Fluvastatin enhances sorafenib cytotoxicity in melanoma cells via modulation of AKT and JNK signaling pathways.

Most metastatic melanomas are refractory to current available therapy, underscoring the need to identify new effective treatments. Sorafenib, a multikinase inhibitor of the mitogen-activated protein kinase signaling pathway, showed promise in earlier stages of clinical development, but ultimately failed to demonstrate efficacy as a single agent in the treatment of melanoma. In order to enhance the efficacy of sorafenib in the treatment of melanoma, we tested over 2,000 naturally occurring compounds and marketed drugs in the presence of sorafenib in chemoresistant human melanoma cell lines also resistant to sorafenib-induced apoptosis. Of the 9 compounds identified as sorafenib sensitizers, we prioritized the cholesterol-lowering agent fluvastatin, based on its favorable pharmacokinetics and safety profile. Our results demonstrate that fluvastatin at 1 μM, a level safely achieved through oral administration, dramatically enhances the growth-inhibitory activity of clinically achievable concentrations of sorafenib in M14 and SKM-173 melanoma cells, with a 3.2- and 3.6-fold reduction in sorafenib 50% growth inhibition (GI50), respectively.

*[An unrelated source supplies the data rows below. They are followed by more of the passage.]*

use crate::config::AppConfig;
use crate::playback::PlaybackClock;
use crate::state::{AppState, PersistedSession};
use crate::store::Store;
use crate::views::CollageBuilderView;

/// Key of the session inside eframe storage.
pub const SESSION_KEY: &str = "collage_builder_session";

pub struct CollageBuilderApp {
    store: Store,
    config: AppConfig,
    playback: PlaybackClock,
}

impl CollageBuilderApp {
    /// Called once before the first frame.
    pub fn new(cc: &eframe::CreationContext<'_>, config: AppConfig) -> Self {
        let stored = if config.session_file.is_some() {
            None
        } else {
            cc.storage.and_then(|storage| storage.get_string(SESSION_KEY))
        };
        Self::with_state(initial_state(&config, stored.as_deref()), config)
    }

    pub fn with_state(state: AppState, config: AppConfig) -> Self {
        let mut store = Store::new(state);
        store.subscribe(|state: &AppState| {
            log::debug!(
                "State v{}: {} elements, {:?} mode, {:?}",
                state.version,
                state.collage.elements.len(),
                state.edit_mode,
                state.selected_element,
            );
        });
        Self {
            store,
            config,
            playback: PlaybackClock::default(),
        }
    }

    pub fn state(&self) -> std::sync::Arc<AppState> {
        self.store.state()
    }
}

/// Picks the first state available: the session file, then eframe storage,
/// then the sample collage or an empty one.
pub fn initial_state(config: &AppConfig, stored: Option<&str>) -> AppState {
    if !config.restore_session {
        return fresh_state(config);
    }

    let restored = match (&config.session_file, stored) {
        (Some(path), _) if path.exists() => match PersistedSession::read_from(path) {
            Ok(session) => Some(session),
            Err(err) => {
                log::warn!("Could not restore {}: {err}", path.display());
                None
            }
        },
        (Some(_), _) => None,
        (None, Some(json)) => match PersistedSession::from_json(json) {
            Ok(session) => Some(session),
            Err(err) => {
                log::warn!("Discarding stored session: {err}");
                None
            }
        },
        (None, None) => None,
    };

    match restored {
        Some(session) => {
            log::info!("Restored session with {} elements", session.collage.elements.len());
            session.into_state()
        }
        None => fresh_state(config),
    }
}

fn fresh_state(config: &AppConfig) -> AppState {
    let mut state = if config.start_with_preview {
        AppState::preview()
    } else {
        AppState::default()
    };
    state.collage_size = config.collage_size();
    state
}

impl eframe::App for CollageBuilderApp {
    fn update(&mut self, ctx: &egui::Context, _frame: &mut eframe::Frame) {
        self.store.process_pending();

        let state = self.store.state();
        let dispatcher = self.store.dispatcher();
        let now = ctx.input(|input| input.time);
        let elapsed = self.playback.update(state.is_playing_collage, now);

        CollageBuilderView::new(&state, &dispatcher, &self.config)
            .playback_elapsed(elapsed)
            .show(ctx);

        if self.store.has_pending() || self.playback.is_running() {
            ctx.request_repaint();
        }
    }

    /// Called by the framework to save state before shutdown.
    fn save(&mut self, storage: &mut dyn eframe::Storage) {
        let session = PersistedSession::capture(&self.store.state());
        if let Some(path) = &self.config.session_file {
            if let Err(err) = session.write_to(path) {
                log::error!("Failed to save session to {}: {err}", path.display());
            }
            return;
        }
        match session.to_json() {
            Ok(json) => storage.set_string(SESSION_KEY, json),
            Err(err) => log::error!("Failed to save session: {err}"),
        }
    }
}

#[cfg(test)]
mod tests {
    use super::*;
    use crate::collage::{Collage, ShapeTemplate};
    use egui::{pos2, vec2};

    fn config() -> AppConfig {
        AppConfig {
            start_with_preview: false,
            ..AppConfig::default()
        }
    }

    #[test]
    fn test_stored_session_is_restored() {
        let mut collage = Collage::default();
        collage.add_shape(ShapeTemplate::Pentagon, pos2(0.5, 0.5), vec2(0.2, 0.2));
        let saved = AppState::with_collage(collage, vec2(200.0, 100.0));
        let json = PersistedSession::capture(&saved).to_json().unwrap();

        let state = initial_state(&config(), Some(&json));
        assert_eq!(state.collage, saved.collage);
        assert_eq!(state.collage_size, vec2(200.0, 100.0));
    }

    #[test]
    fn test_corrupt_session_falls_back() {
        let state = initial_state(&config(), Some("{ not json"));
        assert!(state.collage.elements.is_empty());
        assert_eq!(state.collage_size, config().collage_size());
    }

    #[test]
    fn test_restore_disabled_ignores_storage() {
        let saved = AppState::preview();
        let json = PersistedSession::capture(&saved).to_json().unwrap();
        let config = AppConfig {
            restore_session: false,
            ..config()
        };
        assert!(initial_state(&config, Some(&json)).collage.elements.is_empty());
    }

    #[test]
    fn test_preview_uses_configured_size() {
        let config = AppConfig {
            collage_size: [500.0, 300.0],
            ..AppConfig::default()
        };
        let state = initial_state(&config, None);
        assert!(!state.collage.elements.is_empty());
        assert_eq!(state.collage_size, vec2(500.0, 300.0));
    }
}
use egui::Vec2;
use serde::{Deserialize, Serialize};
use std::fs;
use std::path::Path;
use thiserror::Error;

use super::{AppState, CollageSettings, EditMode};
use crate::collage::Collage;

/// Bumped whenever the persisted layout changes incompatibly.
pub const SESSION_FORMAT_VERSION: u32 = 1;

/// Errors that can occur while saving or restoring a session
#[derive(Debug, Error)]
pub enum PersistenceError {
    #[error("Failed to serialize session: {0}")]
    SerializationError(#[from] serde_json::Error),

    #[error("Failed to access session file: {0}")]
    IoError(#[from] std::io::Error),

    #[error("Session format {found} is not supported (expected {expected})")]
    UnsupportedVersion { found: u32, expected: u32 },
}

pub type PersistenceResult<T> = Result<T, PersistenceError>;

/// The parts of the editor state worth restoring on the next launch.
///
/// Selection and playback are not persisted; a restored session starts idle.
#[derive(Debug, Clone, PartialEq, Serialize, Deserialize)]
pub struct PersistedSession {
    pub format_version: u32,
    pub collage: Collage,
    pub collage_size: Vec2,
    pub collage_settings: CollageSettings,
    pub edit_mode: EditMode,
    pub is_showing_grid: bool,
}

impl PersistedSession {
    pub fn capture(state: &AppState) -> Self {
        Self {
            format_version: SESSION_FORMAT_VERSION,
            collage: state.collage.clone(),
            collage_size: state.collage_size,
            collage_settings: state.collage_settings,
            edit_mode: state.edit_mode,
            is_showing_grid: state.is_showing_grid,
        }
    }

    pub fn into_state(self) -> AppState {
        let mut state = AppState::with_collage(self.collage, self.collage_size);
        state.collage_settings = self.collage_settings;
        state.edit_mode = self.edit_mode;
        state.is_showing_grid = self.is_showing_grid;
        state
    }

    fn check_version(self) -> PersistenceResult<Self> {
        if self.format_version != SESSION_FORMAT_VERSION {
            return Err(PersistenceError::UnsupportedVersion {
                found: self.format_version,
                expected: SESSION_FORMAT_VERSION,
            });
        }
        Ok(self)
    }

    pub fn to_json(&self) -> PersistenceResult<String> {
        Ok(serde_json::to_string_pretty(self)?)
    }

    pub fn from_json(json: &str) -> PersistenceResult<Self> {
        serde_json::from_str::<Self>(json)?.check_version()
    }

    pub fn write_to(&self, path: &Path) -> PersistenceResult<()> {
        if let Some(parent) = path.parent() {
            if !parent.as_os_str().is_empty() {
                fs::create_dir_all(parent)?;
            }
        }
        fs::write(path, self.to_json()?)?;
        log::debug!("Session written to {}", path.display());
        Ok(())
    }

    pub fn read_from(path: &Path) -> PersistenceResult<Self> {
        let json = fs::read_to_string(path)?;
        Self::from_json(&json)
    }
}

Similar effects were observed for other melanoma cell lines. Combination indices analysis revealed a synergistic relationship between the two agents. Fluvastatin enhances sorafenib-mediated apoptosis as revealed through enhanced cleavage of poly (ADP-ribose) polymerase. In combination with sorafenib, fluvastatin treatment results in reduced levels of activated murine thymoma viral oncogene homolog along with enhanced levels of activated c-Jun N-terminal kinase. Sensitization to sorafenib is unique to fluvastatin, as other statins (pravastatin and simvastatin) do not enhance sorafenib-mediated growth inhibition. These promising results warrant further investigation into the clinical applicability of fluvastatin as an agent for enhancing the efficacy of sorafenib in the treatment of melanoma.